Instructions to follow |
Among the lines of the records below, count those with the word "Probabilities". Reply with that number alone.
Start of Material for this exercise
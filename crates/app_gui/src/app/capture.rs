//! Live preview with the round capture button.

use super::UiApp;
use classifier_core::Frame;
use eframe::egui;

const CAPTURE_BUTTON_SIZE: f32 = 72.0;
const CAPTURE_BUTTON_MARGIN: f32 = 32.0;

pub(super) fn to_color_image(frame: &Frame) -> egui::ColorImage {
    let size = [frame.width() as usize, frame.height() as usize];
    egui::ColorImage::from_rgba_unmultiplied(size, frame.as_raw())
}

/// UV rect that crops an image to fill `target` without distortion.
pub(super) fn aspect_fill_uv(image: egui::Vec2, target: egui::Vec2) -> egui::Rect {
    let full = egui::Rect::from_min_max(egui::pos2(0.0, 0.0), egui::pos2(1.0, 1.0));
    if image.x <= 0.0 || image.y <= 0.0 || target.x <= 0.0 || target.y <= 0.0 {
        return full;
    }
    let image_aspect = image.x / image.y;
    let target_aspect = target.x / target.y;
    if image_aspect > target_aspect {
        let visible = target_aspect / image_aspect;
        let inset = (1.0 - visible) / 2.0;
        egui::Rect::from_min_max(egui::pos2(inset, 0.0), egui::pos2(1.0 - inset, 1.0))
    } else if image_aspect < target_aspect {
        let visible = image_aspect / target_aspect;
        let inset = (1.0 - visible) / 2.0;
        egui::Rect::from_min_max(egui::pos2(0.0, inset), egui::pos2(1.0, 1.0 - inset))
    } else {
        full
    }
}

impl UiApp {
    pub(super) fn render_capture_screen(&mut self, ctx: &egui::Context) {
        if let Some(frame) = self.controller.latest_preview() {
            let color = to_color_image(&frame);
            match &mut self.preview {
                Some(tex) => tex.set(color, egui::TextureOptions::LINEAR),
                None => {
                    let options = egui::TextureOptions::LINEAR;
                    self.preview = Some(ctx.load_texture("camera-preview", color, options));
                }
            }
        }

        egui::CentralPanel::default()
            .frame(egui::Frame::NONE.fill(egui::Color32::BLACK))
            .show(ctx, |ui| {
                let rect = ui.max_rect();
                let painter = ui.painter();
                match &self.preview {
                    Some(tex) => {
                        let uv = aspect_fill_uv(tex.size_vec2(), rect.size());
                        painter.image(tex.id(), rect, uv, egui::Color32::WHITE);
                    }
                    None => {
                        painter.text(
                            rect.center(),
                            egui::Align2::CENTER_CENTER,
                            "Starting camera...",
                            egui::FontId::proportional(18.0),
                            egui::Color32::GRAY,
                        );
                    }
                }

                let center = egui::pos2(
                    rect.center().x,
                    rect.bottom() - CAPTURE_BUTTON_MARGIN - CAPTURE_BUTTON_SIZE / 2.0,
                );
                let button = egui::Rect::from_center_size(
                    center,
                    egui::Vec2::splat(CAPTURE_BUTTON_SIZE),
                );
                let response = ui.interact(button, ui.id().with("capture"), egui::Sense::click());
                let fill = if response.hovered() {
                    egui::Color32::from_rgb(230, 30, 30)
                } else {
                    egui::Color32::RED
                };
                ui.painter().circle(
                    center,
                    CAPTURE_BUTTON_SIZE / 2.0,
                    fill,
                    egui::Stroke::new(5.0, egui::Color32::WHITE),
                );
                if response.clicked() && !self.controller.request_capture() {
                    tracing::debug!("Capture ignored; camera not armed");
                }
            });

        ctx.request_repaint_after(self.frame_interval);
    }
}
//! Classification contract and score ranking.

use crate::error::ClassifyError;
use crate::{Prediction, PredictionList};
use image::RgbaImage;
use serde::Deserialize;
use std::path::Path;

/// Turns one still image into ranked guesses.
///
/// Implementations return predictions in descending confidence order and
/// never return an empty list; a model with nothing to say is an error.
pub trait Classifier {
    fn classify(&self, image: &RgbaImage) -> Result<PredictionList, ClassifyError>;
}

impl<C: Classifier + ?Sized> Classifier for Box<C> {
    fn classify(&self, image: &RgbaImage) -> Result<PredictionList, ClassifyError> {
        (**self).classify(image)
    }
}

/// What the model's output tensor holds.
#[derive(Debug, Clone, Copy, Default, PartialEq, Eq, Deserialize)]
#[serde(rename_all = "lowercase")]
pub enum ScoreKind {
    #[default]
    Probabilities,
    Logits,
}

/// Pair raw model scores with labels and rank them.
pub fn rank(
    scores: &[f32],
    labels: &[String],
    top_k: Option<usize>,
    kind: ScoreKind,
) -> Result<PredictionList, ClassifyError> {
    if scores.is_empty() {
        return Err(ClassifyError::NoResults);
    }
    if let Some(index) = scores.iter().position(|s| !s.is_finite()) {
        return Err(ClassifyError::InvalidScores { index });
    }
    let probs = match kind {
        ScoreKind::Probabilities => scores.to_vec(),
        ScoreKind::Logits => softmax(scores),
    };

    let mut ranked: Vec<Prediction> = probs
        .into_iter()
        .enumerate()
        .map(|(idx, confidence)| {
            let label = labels
                .get(idx)
                .cloned()
                .unwrap_or_else(|| format!("class_{idx}"));
            Prediction { label, confidence }
        })
        .collect();
    ranked.sort_by(|a, b| b.confidence.total_cmp(&a.confidence));
    if let Some(k) = top_k {
        ranked.truncate(k.max(1));
    }
    Ok(PredictionList::new(ranked))
}

/// Read class labels, one per line, or a JSON array for `.json` files.
pub fn load_labels(path: impl AsRef<Path>) -> Result<Vec<String>, ClassifyError> {
    let path = path.as_ref();
    if !path.exists() {
        return Err(ClassifyError::MissingLabels(path.to_path_buf()));
    }
    let raw = std::fs::read_to_string(path).map_err(|source| ClassifyError::ReadLabels {
        path: path.to_path_buf(),
        source,
    })?;

    let is_json = path
        .extension()
        .and_then(|s| s.to_str())
        .is_some_and(|ext| ext.eq_ignore_ascii_case("json"));
    let labels: Vec<String> = if is_json {
        let parsed: Vec<String> =
            serde_json::from_str(&raw).map_err(|e| ClassifyError::InvalidLabels {
                path: path.to_path_buf(),
                message: e.to_string(),
            })?;
        parsed
            .into_iter()
            .map(|l| l.trim().to_string())
            .filter(|l| !l.is_empty())
            .collect()
    } else {
        raw.lines()
            .map(|l| l.trim())
            .filter(|l| !l.is_empty())
            .map(|l| l.to_string())
            .collect()
    };

    if labels.is_empty() {
        return Err(ClassifyError::InvalidLabels {
            path: path.to_path_buf(),
            message: "no labels".to_string(),
        });
    }
    Ok(labels)
}

pub(crate) fn softmax(logits: &[f32]) -> Vec<f32> {
    let max = logits.iter().cloned().fold(f32::NEG_INFINITY, f32::max);
    let exps: Vec<f32> = logits.iter().map(|&x| (x - max).exp()).collect();
    let sum: f32 = exps.iter().sum();
    if sum == 0.0 || !sum.is_finite() {
        return vec![0.0; logits.len()];
    }
    exps.into_iter().map(|x| x / sum).collect()
}

#[cfg(test)]
mod tests {
    use super::*;
    use anyhow::Result;
    use approx::assert_relative_eq;
    use rstest::rstest;
    use tempfile::tempdir;

    fn labels(names: &[&str]) -> Vec<String> {
        names.iter().map(|s| s.to_string()).collect()
    }

    #[test]
    fn softmax_sums_to_one_and_preserves_order() {
        let probs = softmax(&[1.0, 3.0, 2.0]);
        assert_relative_eq!(probs.iter().sum::<f32>(), 1.0, epsilon = 1e-6);
        assert!(probs[1] > probs[2] && probs[2] > probs[0]);
    }

    #[test]
    fn rank_sorts_descending_and_truncates() -> Result<()> {
        let list = rank(
            &[0.40, 0.92, 0.05, 0.81],
            &labels(&["Ocean", "Lake", "Desert", "River"]),
            Some(3),
            ScoreKind::Probabilities,
        )?;
        let got: Vec<(&str, u32)> = list.iter().map(|p| (p.label.as_str(), p.percent())).collect();
        assert_eq!(got, vec![("Lake", 92), ("River", 81), ("Ocean", 40)]);
        Ok(())
    }

    #[test]
    fn rank_applies_softmax_to_logits() -> Result<()> {
        let list = rank(&[0.0, 2.0], &labels(&["a", "b"]), None, ScoreKind::Logits)?;
        assert_eq!(list.first().map(|p| p.label.as_str()), Some("b"));
        let total: f32 = list.iter().map(|p| p.confidence).sum();
        assert_relative_eq!(total, 1.0, epsilon = 1e-6);
        Ok(())
    }

    #[test]
    fn rank_names_unlabelled_classes() -> Result<()> {
        let list = rank(&[0.2, 0.8], &labels(&["only"]), None, ScoreKind::Probabilities)?;
        assert_eq!(list.first().map(|p| p.label.as_str()), Some("class_1"));
        Ok(())
    }

    #[test]
    fn rank_rejects_empty_output() {
        assert!(matches!(
            rank(&[], &[], None, ScoreKind::Probabilities),
            Err(ClassifyError::NoResults)
        ));
    }

    #[rstest]
    #[case(&[f32::NAN, 1.0], ScoreKind::Logits, 0)]
    #[case(&[0.3, f32::NAN], ScoreKind::Probabilities, 1)]
    #[case(&[0.5, f32::INFINITY], ScoreKind::Logits, 1)]
    #[case(&[f32::NEG_INFINITY, 0.5], ScoreKind::Probabilities, 0)]
    fn rank_rejects_non_finite_scores(
        #[case] scores: &[f32],
        #[case] kind: ScoreKind,
        #[case] bad: usize,
    ) {
        match rank(scores, &labels(&["a", "b"]), None, kind) {
            Err(ClassifyError::InvalidScores { index }) => assert_eq!(index, bad),
            other => panic!("expected invalid scores, got {other:?}"),
        }
    }

    #[test]
    fn labels_from_text_and_json() -> Result<()> {
        let dir = tempdir()?;
        let txt = dir.path().join("labels.txt");
        std::fs::write(&txt, "lake\n\n  river \nocean\n")?;
        assert_eq!(load_labels(&txt)?, labels(&["lake", "river", "ocean"]));

        let json = dir.path().join("labels.json");
        std::fs::write(&json, r#"["lake", " ", "river"]"#)?;
        assert_eq!(load_labels(&json)?, labels(&["lake", "river"]));
        Ok(())
    }

    #[test]
    fn empty_or_missing_labels_are_errors() -> Result<()> {
        let dir = tempdir()?;
        let empty = dir.path().join("labels.txt");
        std::fs::write(&empty, "\n  \n")?;
        assert!(matches!(
            load_labels(&empty),
            Err(ClassifyError::InvalidLabels { .. })
        ));
        assert!(matches!(
            load_labels(dir.path().join("nope.txt")),
            Err(ClassifyError::MissingLabels(_))
        ));
        Ok(())
    }
}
End of Material for this exercise
Task output |
7